======== Provided data ========

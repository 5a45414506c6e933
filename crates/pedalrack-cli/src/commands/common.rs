//! Shared CLI helpers used across multiple commands.

use anyhow::Context as _;
use pedalrack_config::{
    ChainResolver, EffectRegistry, EffectRequest, PresetStore, Settings, paths,
};
use std::io::Read;
use std::path::{Path, PathBuf};
use std::sync::Arc;

/// Settings and the location they were read from.
pub struct Context {
    /// Effective settings.
    pub settings: Settings,
    /// Settings file path, whether or not it exists.
    pub settings_path: PathBuf,
}

impl Context {
    /// Load settings from `config`, or from the default location.
    ///
    /// A missing file means defaults. A file that exists must parse.
    pub fn load(config: Option<&Path>) -> anyhow::Result<Self> {
        let settings_path = match config {
            Some(path) => {
                if !path.exists() {
                    tracing::warn!(path = %path.display(), "settings file not found, using defaults");
                }
                path.to_path_buf()
            }
            None => paths::default_settings_path(),
        };
        let settings = Settings::load_or_default(&settings_path)
            .with_context(|| format!("cannot load settings from {}", settings_path.display()))?;
        Ok(Self {
            settings,
            settings_path,
        })
    }

    /// Build the effect registry against the configured asset roots.
    pub fn registry(&self) -> anyhow::Result<Arc<EffectRegistry>> {
        let registry = EffectRegistry::builtin(&self.settings.assets.roots())
            .context("effect registry is misconfigured")?;
        Ok(Arc::new(registry))
    }

    /// Chain resolver over a fresh registry.
    pub fn resolver(&self) -> anyhow::Result<ChainResolver> {
        Ok(ChainResolver::new(self.registry()?))
    }

    /// Open the configured preset store.
    pub fn store(&self) -> anyhow::Result<PresetStore> {
        let store = PresetStore::open(&self.settings.presets.dir, self.resolver()?)?;
        Ok(store)
    }
}

/// Read an effect list from inline JSON, a file, or stdin (`-`).
pub fn read_chain(file: Option<&Path>, inline: Option<&str>) -> anyhow::Result<Vec<EffectRequest>> {
    let (text, origin) = match (inline, file) {
        (Some(json), _) => (json.to_string(), "--chain".to_string()),
        (None, Some(path)) if path == Path::new("-") => {
            let mut text = String::new();
            std::io::stdin()
                .read_to_string(&mut text)
                .context("failed to read chain from stdin")?;
            (text, "stdin".to_string())
        }
        (None, Some(path)) => {
            let text = std::fs::read_to_string(path)
                .with_context(|| format!("failed to read {}", path.display()))?;
            (text, path.display().to_string())
        }
        (None, None) => anyhow::bail!("no chain given (pass a FILE, '-' for stdin, or --chain)"),
    };
    parse_chain(&text).with_context(|| format!("invalid chain in {origin}"))
}

/// Parse a chain as either a bare effect list or an object with an `effects` list.
pub fn parse_chain(text: &str) -> anyhow::Result<Vec<EffectRequest>> {
    #[derive(serde::Deserialize)]
    #[serde(untagged)]
    enum ChainDocument {
        List(Vec<EffectRequest>),
        Wrapped { effects: Vec<EffectRequest> },
    }

    let doc: ChainDocument = serde_json::from_str(text)
        .context("expected a JSON list of effects or an object with an \"effects\" list")?;
    Ok(match doc {
        ChainDocument::List(effects) | ChainDocument::Wrapped { effects } => effects,
    })
}

#[cfg(test)]
mod tests {
    use super::*;

    #[test]
    fn bare_list() {
        let chain = parse_chain(r#"[{"type": "gain", "params": {"gain_db": 3}}, {"type": "reverb"}]"#).unwrap();
        assert_eq!(chain.len(), 2);
        assert_eq!(chain[0].effect_type, "gain");
        assert!(chain[1].params.is_empty());
    }

    #[test]
    fn wrapped_list() {
        let chain = parse_chain(r#"{"effects": [{"type": "delay"}]}"#).unwrap();
        assert_eq!(chain[0].effect_type, "delay");
    }

    #[test]
    fn not_a_chain() {
        assert!(parse_chain(r#"{"type": "delay"}"#).is_err());
        assert!(parse_chain("not json").is_err());
    }

    #[test]
    fn inline_wins_over_file() {
        let chain = read_chain(Some(Path::new("/nonexistent.json")), Some("[]")).unwrap();
        assert!(chain.is_empty());
    }

    #[test]
    fn nothing_given() {
        assert!(read_chain(None, None).is_err());
    }
}
//! Request validation, presets, and settings for pedalrack.
//!
//! This crate turns client requests into engine-ready effect chains and keeps the
//! state around them.
//!
//! # Features
//!
//! - **Validation**: Per-type coercion, inclusive bounds, and sandboxed file references
//! - **Chain Resolution**: All-or-nothing resolution of ordered effect requests
//! - **Preset Store**: Named chains persisted as JSON records, re-validated on use
//! - **Gateway**: Quota check, resolution, and engine hand-off in one call
//! - **Settings**: TOML settings file with platform-specific default paths
//!
//! # Example
//!
//! ```rust,no_run
//! use pedalrack_config::{ChainResolver, EffectRequest, NewPreset, PresetStore, Settings};
//! use pedalrack_registry::EffectRegistry;
//! use std::sync::Arc;
//!
//! let settings = Settings::load_or_default(pedalrack_config::paths::default_settings_path())?;
//! let registry = Arc::new(EffectRegistry::builtin(&settings.assets.roots())?);
//! let store = PresetStore::open(&settings.presets.dir, ChainResolver::new(registry))?;
//!
//! let preset = store.create(NewPreset::new(
//!     "Slapback",
//!     vec![EffectRequest::new("delay").with_param("delay_seconds", 0.12)],
//! ))?;
//! let chain = store.resolve(&preset.id)?;
//! assert_eq!(chain.len(), 1);
//! # Ok::<(), Box<dyn std::error::Error>>(())
//! ```

mod error;
mod gateway;
mod resolver;
mod sandbox;
mod settings;
mod store;

/// Boundary to the audio engine.
pub mod engine;

/// Platform-specific paths for settings, presets, and assets.
pub mod paths;

/// Parameter validation and coercion.
pub mod validation;

pub use engine::{AudioBuffer, EffectEngine, process_chain};
pub use error::ConfigError;
pub use gateway::{ChainSource, Gateway, GatewayError};
pub use resolver::{ChainResolver, EffectChain, EffectRequest, ResolvedEffect};
pub use settings::{AssetSettings, PresetSettings, Settings};
pub use store::{NewPreset, Preset, PresetStore, PresetSummary, SCHEMA_VERSION};
pub use validation::{ParamValue, ValidationError, ValidationResult, coerce};

/// Re-export commonly used types from pedalrack-registry
pub use pedalrack_registry::{EffectDefinition, EffectRegistry, ParamSpec, ParamType};
//! Time sources for session bookkeeping.

use chrono::{DateTime, Duration, Utc};
use parking_lot::Mutex;
use std::fmt;

/// Source of the current time.
pub trait Clock: Send + Sync + fmt::Debug {
    /// Current UTC time.
    fn now(&self) -> DateTime<Utc>;
}

/// Wall-clock time.
#[derive(Debug, Default, Clone, Copy)]
pub struct SystemClock;

impl Clock for SystemClock {
    fn now(&self) -> DateTime<Utc> {
        Utc::now()
    }
}

/// A clock that only moves when told to. Used to drive window and expiry logic
/// deterministically.
#[derive(Debug)]
pub struct ManualClock {
    now: Mutex<DateTime<Utc>>,
}

impl ManualClock {
    /// Create a clock frozen at `start`.
    pub fn new(start: DateTime<Utc>) -> Self {
        Self {
            now: Mutex::new(start),
        }
    }

    /// Move the clock forward.
    pub fn advance(&self, by: Duration) {
        *self.now.lock() += by;
    }

    /// Jump to an absolute time.
    pub fn set(&self, to: DateTime<Utc>) {
        *self.now.lock() = to;
    }
}

impl Default for ManualClock {
    fn default() -> Self {
        Self::new(Utc::now())
    }
}

impl Clock for ManualClock {
    fn now(&self) -> DateTime<Utc> {
        *self.now.lock()
    }
}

========

### [Task requirements]
The answer should be a number alone: the count of lines in the records that hold the word "anyhow".

### [Written response]
8